Stored items

fn run_memory(repo: &Path, json: bool, cmd: MemoryCommand) -> Result<i32> {
    let engine = PampaxEngine::open(repo)?;
    match cmd {
        MemoryCommand::Remember { value, kind, scope, key, weight, ttl_days } => {
            let now = chrono::Utc::now().timestamp();
            let memory = Memory {
                id: uuid::Uuid::new_v4().to_string(),
                scope: scope.into(),
                kind: kind.into(),
                key,
                value,
                weight,
                expires_at: ttl_days.map(|d| now + d * 86_400),
                provenance: serde_json::json!({"source": "cli"}),
                created_at: now,
            };
            engine.storage.upsert_memory(&memory)?;
            render(json, &memory, || format!("remembered {}", memory.id))?;
        }
        MemoryCommand::Recall { kind, scope, key, limit } => {
            let now = chrono::Utc::now().timestamp();
            let memories = engine.storage.find_memories(scope.map(Into::into), kind.map(Into::into), key.as_deref(), now, limit)?;
            render(json, &memories, || {
                memories.iter().map(|m| format!("{}  {:?}  {}", m.id, m.kind, m.value)).collect::<Vec<_>>().join("\n")
            })?;
        }
        MemoryCommand::Forget { id } => {
            engine.storage.delete_memory(&id)?;
            render(json, &serde_json::json!({"deleted": id}), || "forgotten".to_string())?;
        }
    }
    Ok(0)
}

/// Pin a span so the assembler always admits it: an `exemplar` memory keyed
/// by the span id, weighted above a freehand `remember` (2.0 vs. the
/// default 1.0) so it sorts to the front of `find_memories`' ranking.
fn run_pin(repo: &Path, json: bool, span: &str, label: &str) -> Result<i32> {
    let engine = PampaxEngine::open(repo)?;
    let now = chrono::Utc::now().timestamp();
    let memory = Memory {
        id: uuid::Uuid::new_v4().to_string(),
        scope: MemoryScope::Repo,
        kind: pampax::types::MemoryKind::Exemplar,
        key: Some(span.to_string()),
        value: label.to_string(),
        weight: 2.0,
        expires_at: None,
        provenance: serde_json::json!({"source": "cli", "pinned_span": span}),
        created_at: now,
    };
    engine.storage.upsert_memory(&memory)?;
    render(json, &memory, || format!("pinned {span} as {}", memory.id))?;
    Ok(0)
}
//! Pluggable token counting for budget allocation.
//!
//! Provides a `Tokenizer` trait with two implementations: `BytesEstimateTokenizer`
//! (fast bytes/3 heuristic, no dependencies) and `TiktokenTokenizer` (accurate BPE
//! counting, feature-gated behind `tiktoken`).

use std::sync::Arc;

pub trait Tokenizer: Send + Sync {
    fn count_tokens(&self, text: &str) -> usize;
    fn name(&self) -> &str;
}

/// Default: bytes/3 estimation (fast, no dependencies)
pub struct BytesEstimateTokenizer;

impl Tokenizer for BytesEstimateTokenizer {
    fn count_tokens(&self, text: &str) -> usize {
        text.len().div_ceil(3)
    }
    fn name(&self) -> &str {
        "bytes-estimate"
    }
}

/// Tiktoken-based tokenizer for Claude/GPT (requires `tiktoken` feature)
#[cfg(feature = "tiktoken")]
pub struct TiktokenTokenizer {
    bpe: tiktoken_rs::CoreBPE,
}

#[cfg(feature = "tiktoken")]
impl TiktokenTokenizer {
    pub fn new() -> Self {
        Self { bpe: tiktoken_rs::cl100k_base().unwrap() }
    }
}

#[cfg(feature = "tiktoken")]
impl Tokenizer for TiktokenTokenizer {
    fn count_tokens(&self, text: &str) -> usize {
        self.bpe.encode_with_special_tokens(text).len()
    }
    fn name(&self) -> &str {
        "tiktoken"
    }
}

/// Create a tokenizer by name. Falls back to bytes-estimate for unknown names.
pub fn create_tokenizer(name: &str) -> Arc<dyn Tokenizer> {
    match name {
        #[cfg(feature = "tiktoken")]
        "tiktoken" => Arc::new(TiktokenTokenizer::new()),
        _ => Arc::new(BytesEstimateTokenizer),
    }
}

— Instructions to follow —
In the entries above, find lines with "render" and copy each.

— Your response —
            render(json, &memory, || format!("remembered {}", memory.id))?;
            render(json, &memories, || {
            render(json, &serde_json::json!({"deleted": id}), || "forgotten".to_string())?;
    render(json, &memory, || format!("pinned {span} as {}", memory.id))?;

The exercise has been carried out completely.